You couldn't be more wrong. PS1 was the system From Software cut their game dev teeth on, and it's where they refined their style. Also during that gen they were 100% exclusive to PlayStation for their games, this isn't even that hard to look up!
Trying to discredit that and claim they were always multiplat, that Sony and PlayStation had no involvement in their growth & success just reeks of cope from a fanboy who hasn't gotten over a 30-year grudge against the wrong company which they keep blaming for the death of SEGA consoles.
Anyone comparing the SVP to the 32X, and expecting similar or close results, has absolutely no clue on how the SVP works and its limitations. Skipping the 32X was a possibility, for sure, but the SVP would have never taken its place. The 32X works perfectly with Model 1 MegaDrive, what are you smoking ?
Uh, no the 32X definitely had some connection issues with certain MegaDrive/Genesis units. I think Model 1 systems were the culprit; basically there was a metal thingy you needed to put between the MegaDrive/Genesis cartridge slot and the 32X to negate some static interference, but some launch models were defective anyway when doing this so it didn't work. There are videos on Youtube which talk about it, you can look it up.
As for SVP vs 32X, the thing is 32X was overkill for what only needed to be a modest boost of Genesis performance for select titles. Asking Genesis owners who were looking to save up to jump over to 5th gen, $169 for an add-on that was dead six months later, was just stupid business all the way through. If they had put out a SVP cart for $50 and the same thing happened, a lot of Genesis owners wouldn't have felt as burned, and therefore may've given Saturn a chance.

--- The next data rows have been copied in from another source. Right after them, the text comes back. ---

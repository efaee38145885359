//! Text escaping for markup built as strings.
//!
//! Produces the same output a browser gives for `innerHTML` after assigning
//! `textContent`, so interpolated user text is always shown literally.

#[cfg(test)]
#[path = "html_test.rs"]
mod html_test;

/// Escape `text` for insertion as HTML body text.
pub fn escape_text(text: &str) -> String {
    let mut out = String::with_capacity(text.len());
    for ch in text.chars() {
        match ch {
            '&' => out.push_str("&amp;"),
            '<' => out.push_str("&lt;"),
            '>' => out.push_str("&gt;"),
            '\u{a0}' => out.push_str("&nbsp;"),
            other => out.push(other),
        }
    }
    out
}


/// Escape `value` for a double-quoted attribute.
pub fn escape_attr(value: &str) -> String {
    escape_text(value).replace('"', "&quot;")
}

Plus, the 32X just reinforced SEGA's decision to use dual SH2s for the Saturn. In a world where 32X didn't happen, maybe SEGA would've been more inclined to delay Saturn and upgrade from a dual SH2 setup to a more economical & easier-to-implement single SH3 instead. Or at the very least, they could've maybe reworked other parts of the Saturn like the system bus (to remove contention between both SH2s sharing the same bus), or VDP1 & VDP2 chips (integrate into a single ASIC and fix the alpha transparency problems).